The new facility uses anaerobic digestion to turn food waste from local businesses and other customers that is unfit for human use into ‘clean power’.
Each year, the new Stourbridge biogas plant will be able to process over 50,000 tonnes of food waste into renewable gas which will be injected into the gas network for use in homes and businesses.
It is the second food waste AD plant from Severn Water, the UK’s second largest water utility. The existing plant at Coleshill has been in operation since 2015.
“We’re really excited to see the new plant at Roundhill become operational,” said Chris Jellet, from Severn Trent.
“Simply put, we take food that can’t be eaten or used for any other purpose from local businesses and waste management companies and put in into huge vats that effectively digest it, like your stomach, to produce biomethane which then goes through another process to be converted into gas suitable for injection into the network as a new source of renewable gas.”

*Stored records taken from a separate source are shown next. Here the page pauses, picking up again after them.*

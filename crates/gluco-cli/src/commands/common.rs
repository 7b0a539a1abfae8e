use std::env;
use std::path::{Path, PathBuf};
use std::sync::Arc;

use chrono::{DateTime, Local, NaiveDateTime, Utc};
use gluco_core::config::ClientConfig;
use gluco_core::models::{GlucoseUnit, Reading, ReadingId, SyncConflict};
use gluco_core::network::{HttpProbe, NetworkMonitor};
use gluco_core::sync::{HttpRemoteService, RemoteClock, SyncEngine, SyncOutcome};
use gluco_core::ReadingStore;
use serde::Serialize;

use crate::error::CliError;

#[derive(Debug, Serialize)]
pub struct ReadingListItem {
    pub id: String,
    pub remote_id: Option<i64>,
    pub timestamp: i64,
    pub timestamp_iso: String,
    pub value: f64,
    pub unit: String,
    pub status: String,
    pub category: String,
    pub source: String,
    pub note: Option<String>,
    pub synced: bool,
    pub relative_time: String,
}

#[derive(Debug, Serialize)]
pub struct ConflictItem {
    pub id: i64,
    pub reading_id: String,
    pub status: String,
    pub local_value: f64,
    pub local_unit: String,
    pub local_timestamp: i64,
    pub remote_id: i64,
    pub remote_value_mg_dl: f64,
    pub remote_timestamp: i64,
    pub resolution: Option<String>,
    pub created_at: i64,
}

pub fn resolve_db_path(cli_db_path: Option<PathBuf>) -> PathBuf {
    cli_db_path
        .or_else(|| env::var_os("GLUCO_DB_PATH").map(PathBuf::from))
        .unwrap_or_else(default_db_path)
}

pub fn default_db_path() -> PathBuf {
    dirs::data_dir()
        .unwrap_or_else(|| PathBuf::from("."))
        .join("gluco")
        .join("gluco.db")
}

/// Config file values first, then `GLUCO_*` variables
pub fn load_client_config(config_path: Option<&Path>) -> Result<ClientConfig, CliError> {
    let from_env = ClientConfig::from_env()?;
    match config_path {
        Some(path) => Ok(ClientConfig::load_from_path(path)?.or(from_env)),
        None => Ok(from_env),
    }
}

pub async fn open_store(db_path: &Path) -> Result<ReadingStore, CliError> {
    Ok(ReadingStore::open_path(db_path).await?)
}

/// Engine for the configured backend, or `None` when no API URL is set
pub async fn build_engine(
    store: &ReadingStore,
    config: &ClientConfig,
) -> Result<Option<SyncEngine>, CliError> {
    let Some(base_url) = config.api_base_url.clone() else {
        return Ok(None);
    };
    let sync_config = config.sync_config();

    let remote = HttpRemoteService::new(
        base_url.clone(),
        config.api_token.clone(),
        RemoteClock::from_offset_minutes(sync_config.remote_utc_offset_minutes),
        sync_config.network_timeout,
    )?;
    let monitor = NetworkMonitor::new(
        Arc::new(HttpProbe::new(base_url)?),
        sync_config.connectivity_timeout,
    );

    let engine = SyncEngine::builder(store.clone(), Arc::new(remote))
        .config(sync_config)
        .network_monitor(monitor)
        .build()
        .await?;
    Ok(Some(engine))
}

pub async fn require_engine(
    store: &ReadingStore,
    config: &ClientConfig,
) -> Result<SyncEngine, CliError> {
    build_engine(store, config)
        .await?
        .ok_or(CliError::SyncNotConfigured)
}

pub fn parse_reading_id(raw: &str) -> Result<ReadingId, CliError> {
    raw.trim()
        .parse::<ReadingId>()
        .map_err(|_| CliError::InvalidReadingId(raw.trim().to_string()))
}

/// Parse RFC 3339, or `YYYY-MM-DD HH:MM[:SS]` in local time, to Unix ms
pub fn parse_time(raw: &str) -> Result<i64, CliError> {
    let trimmed = raw.trim();
    if let Ok(time) = DateTime::parse_from_rfc3339(trimmed) {
        return Ok(time.timestamp_millis());
    }

    ["%Y-%m-%d %H:%M:%S", "%Y-%m-%d %H:%M"]
        .iter()
        .find_map(|format| NaiveDateTime::parse_from_str(trimmed, format).ok())
        .and_then(|naive| naive.and_local_timezone(Local).earliest())
        .map(|time| time.timestamp_millis())
        .ok_or_else(|| CliError::InvalidTime(trimmed.to_string()))
}

pub fn format_timestamp(timestamp_ms: i64) -> String {
    DateTime::<Utc>::from_timestamp_millis(timestamp_ms).map_or_else(
        || timestamp_ms.to_string(),
        |date_time| date_time.format("%Y-%m-%d %H:%M:%S UTC").to_string(),
    )
}

pub fn format_relative_time(timestamp_ms: i64, now_ms: i64) -> String {
    let diff = now_ms.saturating_sub(timestamp_ms);
    let minute = 60_000;
    let hour = 60 * minute;
    let day = 24 * hour;
    let week = 7 * day;

    if diff < minute {
        "just now".to_string()
    } else if diff < hour {
        format!("{}m ago", diff / minute)
    } else if diff < day {
        format!("{}h ago", diff / hour)
    } else if diff < week {
        format!("{}d ago", diff / day)
    } else {
        format!("{}w ago", diff / week)
    }
}

pub fn format_value(value: f64, unit: GlucoseUnit) -> String {
    let precision = unit.precision() as usize;
    format!("{value:.precision$} {unit}")
}

pub fn format_reading_lines(readings: &[Reading]) -> Vec<String> {
    let now_ms = Utc::now().timestamp_millis();
    readings
        .iter()
        .map(|reading| {
            let sync_marker = if reading.synced { " " } else { "*" };
            let value = format_value(reading.value, reading.unit);
            let relative_time = format_relative_time(reading.timestamp, now_ms);
            let line = format!(
                "{sync_marker} {}  {value:>12}  {:<9}  {:<11}  {relative_time}",
                reading.id, reading.status, reading.category
            );
            match &reading.note {
                Some(note) => format!("{line}  {note}"),
                None => line,
            }
        })
        .collect()
}

pub fn reading_to_list_item(reading: &Reading) -> ReadingListItem {
    ReadingListItem {
        id: reading.id.to_string(),
        remote_id: reading.remote_id,
        timestamp: reading.timestamp,
        timestamp_iso: format_timestamp(reading.timestamp),
        value: reading.value,
        unit: reading.unit.to_string(),
        status: reading.status.to_string(),
        category: reading.category.to_string(),
        source: reading.source.as_str().to_string(),
        note: reading.note.clone(),
        synced: reading.synced,
        relative_time: format_relative_time(reading.timestamp, Utc::now().timestamp_millis()),
    }
}

pub fn conflict_to_item(conflict: &SyncConflict) -> ConflictItem {
    ConflictItem {
        id: conflict.id,
        reading_id: conflict.reading_id.to_string(),
        status: conflict.status.as_str().to_string(),
        local_value: conflict.local.value,
        local_unit: conflict.local.unit.to_string(),
        local_timestamp: conflict.local.timestamp,
        remote_id: conflict.remote.remote_id,
        remote_value_mg_dl: conflict.remote.value,
        remote_timestamp: conflict.remote.timestamp,
        resolution: conflict.resolution.map(|resolution| resolution.to_string()),
        created_at: conflict.created_at,
    }
}

pub fn format_conflict_lines(conflicts: &[SyncConflict]) -> Vec<String> {
    conflicts
        .iter()
        .map(|conflict| {
            let resolution = conflict
                .resolution
                .map_or_else(|| "pending".to_string(), |resolution| resolution.to_string());
            format!(
                "#{:<4} {:<11} reading={}  local={} @ {}  server={} @ {}",
                conflict.id,
                resolution,
                conflict.reading_id,
                format_value(conflict.local.value, conflict.local.unit),
                format_timestamp(conflict.local.timestamp),
                format_value(conflict.remote.value, GlucoseUnit::MgDl),
                format_timestamp(conflict.remote.timestamp),
            )
        })
        .collect()
}

/// Map a sync outcome to a process result; only outright failure is an error
pub fn finish_sync(
    outcome: SyncOutcome,
    detail: &str,
    last_error: Option<&str>,
) -> Result<(), CliError> {
    match outcome {
        SyncOutcome::Failed => Err(CliError::SyncFailed(format!(
            "{}: {}",
            outcome.message(),
            last_error.unwrap_or("unknown error")
        ))),
        SyncOutcome::PartialSuccess => {
            println!("{} ({detail})", outcome.message());
            if let Some(error) = last_error {
                println!("Last error: {error}");
            }
            Ok(())
        }
        SyncOutcome::NothingToSync | SyncOutcome::Completed => {
            println!("{} ({detail})", outcome.message());
            Ok(())
        }
    }
}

“The process also makes sure that the food waste doesn’t end up going to landfill, with any packaging that we remove at the plant sent for further energy recovery.”
Washed, squashed, tested and injected
Biogas generated at Severn Trent’s plant is made suitable for domestic use with a complex process which sees the gas washed, squashed, tested and injected. The washing takes place at high pressure. The biomethane is then compressed, or ‘squashed’, to get it to the same pressure as natural gas. The testing phase sees a review of the energy composition of the gas, and a quality assessment.
After testing, an odour is added so it smell likes normal gas, before it is ‘injected’ into the gas supply network.
The new Roundhill site has a permit to recycle 48,500 tonnes of packaged and unpackaged food waste a year.
Jellet added: “The plant will produce enough renewable gas to heat 2,700 homes for a year and enough renewable electricity to power 1,700 homes.
“Renewable energy is a really growing area for us and we currently generate the equivalent of more than a third of the energy we use through renewable sources and have ambitions to increase that to 50% by 2020.”
Not resting on its laurels, construction work is already underway on Severn Water’s third food waste AD plant, at a site in Spondon in Derbyshire. That plant is expected to become operational in 2018.